> _Exercise prompt_: Could you print out every entry, character for character?

> _Material for the task_:

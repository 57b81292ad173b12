use super::ExecutorError;
use crate::{collection::RunCollection, distributor::jobs_per_node, job::Job};
use parking_lot::Mutex;
use rayon::{prelude::*, ThreadPoolBuilder};
use std::{
    fs::File,
    io,
    path::PathBuf,
    process::{Command, Stdio},
    sync::atomic::{AtomicU64, Ordering},
    time::{Duration, Instant},
};
use tracing::{debug, info, instrument, warn};
use wait_timeout::ChildExt;

/// Outcome of a local run
#[derive(Debug, Clone, Default)]
pub struct LocalReport {
    pub succeeded: usize,
    pub failed: Vec<PathBuf>,
}

/// Executor that works on a local thread pool, one job per `threads` cores
#[derive(Debug)]
pub struct LocalExecutor<'a> {
    jobs: &'a [Job],
    shell_line: String,
    workers: usize,
    walltime: Option<Duration>,
}

impl<'a> LocalExecutor<'a> {
    /// jobs must already be materialized
    pub fn load(collection: &'a RunCollection) -> Result<Self, ExecutorError> {
        let exec = collection.exec_param();
        let workers = jobs_per_node(exec.max_cores, exec.threads)?;
        let shell_line = exec
            .job_preamble
            .iter()
            .map(String::as_str)
            .chain(std::iter::once(collection.command()))
            .collect::<Vec<_>>()
            .join(" && ");

        Ok(Self {
            jobs: collection.jobs(),
            shell_line,
            workers,
            walltime: exec.walltime(),
        })
    }

    /// execute jobs concurrently with a bounded thread pool
    #[instrument(skip(self), level = "info")]
    pub fn execute(&self) -> Result<LocalReport, ExecutorError> {
        debug!("Starting thread pool with {} threads", self.workers);

        let pool = ThreadPoolBuilder::new().num_threads(self.workers).build()?;

        // general counters to provide progress
        let total = self.jobs.len();
        let processed = AtomicU64::new(0);
        let failed = Mutex::new(Vec::new());

        pool.install(|| {
            self.jobs.par_iter().for_each(|job| {
                let start = Instant::now();

                match self.run(job) {
                    Ok(true) => debug!(job = %job, "Finished in {} ms", start.elapsed().as_millis()),
                    Ok(false) => {
                        warn!(job = %job, "Job failed");
                        failed.lock().push(job.path().to_path_buf());
                    }
                    Err(error) => {
                        warn!(job = %job, error = ?error, "Failed to run job");
                        failed.lock().push(job.path().to_path_buf());
                    }
                }

                info!(
                    "Done with {}/{total}",
                    processed.fetch_add(1, Ordering::SeqCst) + 1
                );
            })
        });

        let failed = failed.into_inner();
        info!("Done with processing, {} of {total} failed", failed.len());

        Ok(LocalReport {
            succeeded: total - failed.len(),
            failed,
        })
    }

    fn run(&self, job: &Job) -> io::Result<bool> {
        let stdout = File::create(job.path().join("output.log"))?;
        let stderr = File::create(job.path().join("error.log"))?;

        let mut child = Command::new("sh")
            .arg("-c")
            .arg(&self.shell_line)
            .current_dir(job.path())
            .stdin(Stdio::null())
            .stdout(stdout)
            .stderr(stderr)
            .spawn()?;

        match self.walltime {
            Some(limit) => match child.wait_timeout(limit)? {
                Some(status) => Ok(status.success()),
                None => {
                    // child hasn't exited yet
                    warn!(job = %job, "Job exceeded its wall time of {}s", limit.as_secs());
                    child.kill()?;
                    child.wait()?;

                    Ok(false)
                }
            },
            None => Ok(child.wait()?.success()),
        }
    }
}
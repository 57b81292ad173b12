pub mod local;

use crate::distributor::CapacityError;
use thiserror::Error;

#[derive(Error, Debug)]
pub enum ExecutorError {
    #[error("Failed to build the worker pool")]
    ThreadPool(#[from] rayon::ThreadPoolBuildError),
    #[error("Jobs do not fit on this machine")]
    Capacity(#[from] CapacityError),
}
//! Reply text helpers

/// Prefix of every error reply
pub const ERROR_MARKER: &str = "[error] ";

/// If `text` starts with one of `prefixes` (first match in list order wins),
/// return the trimmed remainder.
///
/// Matching works on whole strings, so multi-byte prefixes such as `/问`
/// never split a character. Empty prefixes are ignored.
pub fn match_command_prefix<'a>(text: &'a str, prefixes: &[String]) -> Option<(&'a str, &'a str)> {
    prefixes
        .iter()
        .filter(|p| !p.is_empty())
        .find_map(|p| {
            text.strip_prefix(p.as_str())
                .map(|rest| (&text[..p.len()], rest.trim()))
        })
}

/// Split `text` into chunks of at most `max_chars` characters, in order.
///
/// Counts `char`s, not bytes. A zero limit yields the whole text as a
/// single chunk; empty text yields no chunks.
pub fn split_chunks(text: &str, max_chars: usize) -> Vec<&str> {
    if text.is_empty() {
        return Vec::new();
    }
    if max_chars == 0 {
        return vec![text];
    }

    let mut chunks = Vec::new();
    let mut start = 0;
    let mut count = 0;
    for (idx, _) in text.char_indices() {
        if count == max_chars {
            chunks.push(&text[start..idx]);
            start = idx;
            count = 0;
        }
        count += 1;
    }
    chunks.push(&text[start..]);
    chunks
}

/// Cost annotation appended to successful replies
pub fn format_cost(cost: f64) -> String {
    format!("\n\n[cost] ${:.4}", cost)
}

/// Error reply for `reason`
pub fn format_error(reason: &str) -> String {
    format!("{}{}", ERROR_MARKER, reason)
}
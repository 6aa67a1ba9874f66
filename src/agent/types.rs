//! Invocation result and the invoker seams

use crate::error::Result;
use async_trait::async_trait;
use serde::Serialize;

/// Outcome of one invocation chain (first try plus any retries)
#[derive(Debug, Clone, PartialEq, Serialize)]
pub struct InvocationResult {
    pub success: bool,
    /// Response text (empty on failure)
    pub text: String,
    /// Reported cost in USD
    pub cost: f64,
    /// Failure reason (empty on success)
    pub error: String,
    /// Attempts beyond the first
    pub retry_count: u32,
}

impl InvocationResult {
    pub fn success(text: impl Into<String>, cost: f64) -> Self {
        Self {
            success: true,
            text: text.into(),
            cost,
            error: String::new(),
            retry_count: 0,
        }
    }

    pub fn failure(error: impl Into<String>) -> Self {
        Self {
            success: false,
            text: String::new(),
            cost: 0.0,
            error: error.into(),
            retry_count: 0,
        }
    }

    pub fn with_retry_count(mut self, retry_count: u32) -> Self {
        self.retry_count = retry_count;
        self
    }
}

/// Runs the CLI exactly once.
///
/// `Err` means the attempt itself blew up (as opposed to the CLI reporting a
/// failure, which is an `Ok` result with `success == false`).
#[async_trait]
pub trait ProcessRunner: Send + Sync {
    async fn run_once(&self, payload: &str) -> Result<InvocationResult>;
}

/// Full invocation as used by the message router; never fails outright.
#[async_trait]
pub trait Invoke: Send + Sync {
    async fn invoke(&self, payload: &str) -> InvocationResult;
}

> _Solution_:
repository 57b81292ad173b12
use super::ExecutorError;
use crate::{collection::RunCollection, distributor::jobs_per_node, job::Job};
use parking_lot::Mutex;
use rayon::{prelude::*, ThreadPoolBuilder};
use std::{
    fs::File,
    io,
    path::PathBuf,
    process::{Command, Stdio},
    sync::atomic::{AtomicU64, Ordering},
    time::{Duration, Instant},
};
use tracing::{debug, info, instrument, warn};
use wait_timeout::ChildExt;

/// Outcome of a local run
#[derive(Debug, Clone, Default)]
pub struct LocalReport {
    pub succeeded: usize,
    pub failed: Vec<PathBuf>,
}

/// Executor that works on a local thread pool, one job per `threads` cores
#[derive(Debug)]
pub struct LocalExecutor<'a> {
    jobs: &'a [Job],
    shell_line: String,
    workers: usize,
    walltime: Option<Duration>,
}

impl<'a> LocalExecutor<'a> {
    /// jobs must already be materialized
    pub fn load(collection: &'a RunCollection) -> Result<Self, ExecutorError> {
        let exec = collection.exec_param();
        let workers = jobs_per_node(exec.max_cores, exec.threads)?;
        let shell_line = exec
            .job_preamble
            .iter()
            .map(String::as_str)
            .chain(std::iter::once(collection.command()))
            .collect::<Vec<_>>()
            .join(" && ");

        Ok(Self {
            jobs: collection.jobs(),
            shell_line,
            workers,
            walltime: exec.walltime(),
        })
    }

    /// execute jobs concurrently with a bounded thread pool
    #[instrument(skip(self), level = "info")]
    pub fn execute(&self) -> Result<LocalReport, ExecutorError> {
        debug!("Starting thread pool with {} threads", self.workers);

        let pool = ThreadPoolBuilder::new().num_threads(self.workers).build()?;

        // general counters to provide progress
        let total = self.jobs.len();
        let processed = AtomicU64::new(0);
        let failed = Mutex::new(Vec::new());

        pool.install(|| {
            self.jobs.par_iter().for_each(|job| {
                let start = Instant::now();

                match self.run(job) {
                    Ok(true) => debug!(job = %job, "Finished in {} ms", start.elapsed().as_millis()),
                    Ok(false) => {
                        warn!(job = %job, "Job failed");
                        failed.lock().push(job.path().to_path_buf());
                    }
                    Err(error) => {
                        warn!(job = %job, error = ?error, "Failed to run job");
                        failed.lock().push(job.path().to_path_buf());
                    }
                }

                info!(
                    "Done with {}/{total}",
                    processed.fetch_add(1, Ordering::SeqCst) + 1
                );
            })
        });

        let failed = failed.into_inner();
        info!("Done with processing, {} of {total} failed", failed.len());

        Ok(LocalReport {
            succeeded: total - failed.len(),
            failed,
        })
    }

    fn run(&self, job: &Job) -> io::Result<bool> {
        let stdout = File::create(job.path().join("output.log"))?;
        let stderr = File::create(job.path().join("error.log"))?;

        let mut child = Command::new("sh")
            .arg("-c")
            .arg(&self.shell_line)
            .current_dir(job.path())
            .stdin(Stdio::null())
            .stdout(stdout)
            .stderr(stderr)
            .spawn()?;

        match self.walltime {
            Some(limit) => match child.wait_timeout(limit)? {
                Some(status) => Ok(status.success()),
                None => {
                    // child hasn't exited yet
                    warn!(job = %job, "Job exceeded its wall time of {}s", limit.as_secs());
                    child.kill()?;
                    child.wait()?;

                    Ok(false)
                }
            },
            None => Ok(child.wait()?.success()),
        }
    }
}
repository 57b81292ad173b12
pub mod local;

use crate::distributor::CapacityError;
use thiserror::Error;

#[derive(Error, Debug)]
pub enum ExecutorError {
    #[error("Failed to build the worker pool")]
    ThreadPool(#[from] rayon::ThreadPoolBuildError),
    #[error("Jobs do not fit on this machine")]
    Capacity(#[from] CapacityError),
}
//! Reply text helpers

/// Prefix of every error reply
pub const ERROR_MARKER: &str = "[error] ";

/// If `text` starts with one of `prefixes` (first match in list order wins),
/// return the trimmed remainder.
///
/// Matching works on whole strings, so multi-byte prefixes such as `/问`
/// never split a character. Empty prefixes are ignored.
pub fn match_command_prefix<'a>(text: &'a str, prefixes: &[String]) -> Option<(&'a str, &'a str)> {
    prefixes
        .iter()
        .filter(|p| !p.is_empty())
        .find_map(|p| {
            text.strip_prefix(p.as_str())
                .map(|rest| (&text[..p.len()], rest.trim()))
        })
}

/// Split `text` into chunks of at most `max_chars` characters, in order.
///
/// Counts `char`s, not bytes. A zero limit yields the whole text as a
/// single chunk; empty text yields no chunks.
pub fn split_chunks(text: &str, max_chars: usize) -> Vec<&str> {
    if text.is_empty() {
        return Vec::new();
    }
    if max_chars == 0 {
        return vec![text];
    }

    let mut chunks = Vec::new();
    let mut start = 0;
    let mut count = 0;
    for (idx, _) in text.char_indices() {
        if count == max_chars {
            chunks.push(&text[start..idx]);
            start = idx;
            count = 0;
        }
        count += 1;
    }
    chunks.push(&text[start..]);
    chunks
}

/// Cost annotation appended to successful replies
pub fn format_cost(cost: f64) -> String {
    format!("\n\n[cost] ${:.4}", cost)
}

/// Error reply for `reason`
pub fn format_error(reason: &str) -> String {
    format!("{}{}", ERROR_MARKER, reason)
}
repository 6aa67a1ba9874f66
filename src/agent/types.rs
//! Invocation result and the invoker seams

use crate::error::Result;
use async_trait::async_trait;
use serde::Serialize;

/// Outcome of one invocation chain (first try plus any retries)
#[derive(Debug, Clone, PartialEq, Serialize)]
pub struct InvocationResult {
    pub success: bool,
    /// Response text (empty on failure)
    pub text: String,
    /// Reported cost in USD
    pub cost: f64,
    /// Failure reason (empty on success)
    pub error: String,
    /// Attempts beyond the first
    pub retry_count: u32,
}

impl InvocationResult {
    pub fn success(text: impl Into<String>, cost: f64) -> Self {
        Self {
            success: true,
            text: text.into(),
            cost,
            error: String::new(),
            retry_count: 0,
        }
    }

    pub fn failure(error: impl Into<String>) -> Self {
        Self {
            success: false,
            text: String::new(),
            cost: 0.0,
            error: error.into(),
            retry_count: 0,
        }
    }

    pub fn with_retry_count(mut self, retry_count: u32) -> Self {
        self.retry_count = retry_count;
        self
    }
}

/// Runs the CLI exactly once.
///
/// `Err` means the attempt itself blew up (as opposed to the CLI reporting a
/// failure, which is an `Ok` result with `success == false`).
#[async_trait]
pub trait ProcessRunner: Send + Sync {
    async fn run_once(&self, payload: &str) -> Result<InvocationResult>;
}

/// Full invocation as used by the message router; never fails outright.
#[async_trait]
pub trait Invoke: Send + Sync {
    async fn invoke(&self, payload: &str) -> InvocationResult;
}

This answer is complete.